┌─ Input data

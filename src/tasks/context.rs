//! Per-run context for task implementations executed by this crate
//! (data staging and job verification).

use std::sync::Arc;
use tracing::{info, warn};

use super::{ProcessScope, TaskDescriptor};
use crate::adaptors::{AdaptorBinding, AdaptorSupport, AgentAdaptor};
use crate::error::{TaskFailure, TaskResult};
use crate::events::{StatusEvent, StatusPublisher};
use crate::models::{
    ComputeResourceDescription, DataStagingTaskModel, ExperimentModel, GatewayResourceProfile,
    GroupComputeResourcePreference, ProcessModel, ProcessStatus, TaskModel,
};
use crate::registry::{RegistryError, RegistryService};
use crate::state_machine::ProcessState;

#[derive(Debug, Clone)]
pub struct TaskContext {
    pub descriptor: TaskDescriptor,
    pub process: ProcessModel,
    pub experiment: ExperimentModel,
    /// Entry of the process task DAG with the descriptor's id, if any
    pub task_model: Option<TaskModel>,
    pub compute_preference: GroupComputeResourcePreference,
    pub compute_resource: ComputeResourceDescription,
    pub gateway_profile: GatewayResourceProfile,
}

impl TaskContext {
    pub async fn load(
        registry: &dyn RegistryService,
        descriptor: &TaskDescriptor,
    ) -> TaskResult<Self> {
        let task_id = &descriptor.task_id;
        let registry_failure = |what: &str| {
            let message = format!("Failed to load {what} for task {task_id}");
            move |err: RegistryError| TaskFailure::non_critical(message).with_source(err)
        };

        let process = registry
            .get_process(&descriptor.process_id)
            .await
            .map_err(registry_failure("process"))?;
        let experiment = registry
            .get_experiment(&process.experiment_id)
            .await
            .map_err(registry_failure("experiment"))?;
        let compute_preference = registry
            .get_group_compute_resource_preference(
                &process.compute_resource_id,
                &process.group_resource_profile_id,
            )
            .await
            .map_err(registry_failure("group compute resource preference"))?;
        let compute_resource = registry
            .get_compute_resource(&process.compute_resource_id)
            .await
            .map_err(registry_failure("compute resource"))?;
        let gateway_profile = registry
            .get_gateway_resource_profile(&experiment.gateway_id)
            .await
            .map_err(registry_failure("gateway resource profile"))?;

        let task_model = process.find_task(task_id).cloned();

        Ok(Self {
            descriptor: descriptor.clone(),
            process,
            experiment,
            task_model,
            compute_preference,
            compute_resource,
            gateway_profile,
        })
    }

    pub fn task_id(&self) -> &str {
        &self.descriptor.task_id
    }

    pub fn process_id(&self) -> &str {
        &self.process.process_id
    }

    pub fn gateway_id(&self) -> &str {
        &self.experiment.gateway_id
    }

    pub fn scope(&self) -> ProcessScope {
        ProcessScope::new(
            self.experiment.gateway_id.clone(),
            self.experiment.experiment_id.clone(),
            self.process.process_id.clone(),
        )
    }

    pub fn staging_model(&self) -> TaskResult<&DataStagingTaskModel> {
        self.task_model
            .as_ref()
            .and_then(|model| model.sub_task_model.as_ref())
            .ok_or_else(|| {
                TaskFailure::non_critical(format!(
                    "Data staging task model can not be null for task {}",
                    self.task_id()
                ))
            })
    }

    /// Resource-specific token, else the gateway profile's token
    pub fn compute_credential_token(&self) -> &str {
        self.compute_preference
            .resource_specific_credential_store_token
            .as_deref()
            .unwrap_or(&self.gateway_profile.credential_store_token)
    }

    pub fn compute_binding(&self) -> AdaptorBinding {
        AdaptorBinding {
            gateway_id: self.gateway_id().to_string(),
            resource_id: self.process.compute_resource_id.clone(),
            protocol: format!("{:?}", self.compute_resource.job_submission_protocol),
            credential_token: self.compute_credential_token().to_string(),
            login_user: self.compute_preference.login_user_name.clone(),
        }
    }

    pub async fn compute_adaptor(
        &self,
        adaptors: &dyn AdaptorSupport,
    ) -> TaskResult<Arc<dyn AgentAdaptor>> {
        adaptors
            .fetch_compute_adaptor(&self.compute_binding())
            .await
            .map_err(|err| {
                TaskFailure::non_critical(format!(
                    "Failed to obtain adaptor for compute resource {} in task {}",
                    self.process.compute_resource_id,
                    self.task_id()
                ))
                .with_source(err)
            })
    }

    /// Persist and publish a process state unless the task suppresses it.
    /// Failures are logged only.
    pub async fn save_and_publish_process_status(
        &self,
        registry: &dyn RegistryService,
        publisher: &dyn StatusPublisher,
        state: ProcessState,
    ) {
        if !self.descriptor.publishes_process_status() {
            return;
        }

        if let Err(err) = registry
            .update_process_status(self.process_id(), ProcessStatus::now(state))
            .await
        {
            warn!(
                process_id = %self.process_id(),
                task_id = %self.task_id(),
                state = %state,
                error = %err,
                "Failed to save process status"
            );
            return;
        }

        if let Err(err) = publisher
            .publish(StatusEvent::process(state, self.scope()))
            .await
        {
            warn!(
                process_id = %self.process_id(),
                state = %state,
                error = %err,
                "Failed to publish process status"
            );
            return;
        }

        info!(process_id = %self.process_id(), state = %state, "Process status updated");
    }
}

└─
┌─ Input data

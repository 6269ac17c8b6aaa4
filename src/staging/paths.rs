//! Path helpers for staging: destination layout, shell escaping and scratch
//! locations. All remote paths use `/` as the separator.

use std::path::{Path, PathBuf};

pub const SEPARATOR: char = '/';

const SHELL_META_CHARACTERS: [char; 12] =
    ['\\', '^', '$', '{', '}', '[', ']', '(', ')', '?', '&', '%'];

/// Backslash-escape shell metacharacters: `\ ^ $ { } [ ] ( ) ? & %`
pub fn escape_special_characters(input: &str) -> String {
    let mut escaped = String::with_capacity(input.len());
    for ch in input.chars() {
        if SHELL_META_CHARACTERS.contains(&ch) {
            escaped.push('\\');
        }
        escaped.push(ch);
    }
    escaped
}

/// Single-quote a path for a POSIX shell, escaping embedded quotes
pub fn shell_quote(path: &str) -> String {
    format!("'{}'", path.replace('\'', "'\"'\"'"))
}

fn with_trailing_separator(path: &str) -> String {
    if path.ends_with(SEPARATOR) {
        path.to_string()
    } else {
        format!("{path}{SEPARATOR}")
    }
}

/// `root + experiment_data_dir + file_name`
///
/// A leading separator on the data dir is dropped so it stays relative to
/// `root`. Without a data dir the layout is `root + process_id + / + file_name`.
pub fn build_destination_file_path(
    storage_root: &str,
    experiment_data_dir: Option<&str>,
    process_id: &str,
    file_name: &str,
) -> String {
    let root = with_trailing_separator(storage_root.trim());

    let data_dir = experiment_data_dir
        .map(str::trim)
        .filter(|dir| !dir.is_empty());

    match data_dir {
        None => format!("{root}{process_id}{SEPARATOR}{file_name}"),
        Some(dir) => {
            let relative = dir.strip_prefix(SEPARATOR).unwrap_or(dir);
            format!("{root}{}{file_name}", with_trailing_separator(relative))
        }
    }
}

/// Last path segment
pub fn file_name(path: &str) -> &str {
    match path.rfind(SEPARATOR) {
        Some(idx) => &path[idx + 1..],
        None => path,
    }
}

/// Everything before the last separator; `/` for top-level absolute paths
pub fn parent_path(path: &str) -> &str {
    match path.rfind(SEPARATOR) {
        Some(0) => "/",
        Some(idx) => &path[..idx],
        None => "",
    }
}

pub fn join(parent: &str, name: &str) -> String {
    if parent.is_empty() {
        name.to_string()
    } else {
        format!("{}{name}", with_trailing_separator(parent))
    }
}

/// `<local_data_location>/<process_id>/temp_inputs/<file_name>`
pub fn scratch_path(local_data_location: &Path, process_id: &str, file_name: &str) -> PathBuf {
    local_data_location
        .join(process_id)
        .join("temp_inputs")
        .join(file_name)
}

└─

Only lines that contain "Option" are needed, so copy each of them from the data.

    pub task_model: Option<TaskModel>,
    experiment_data_dir: Option<&str>,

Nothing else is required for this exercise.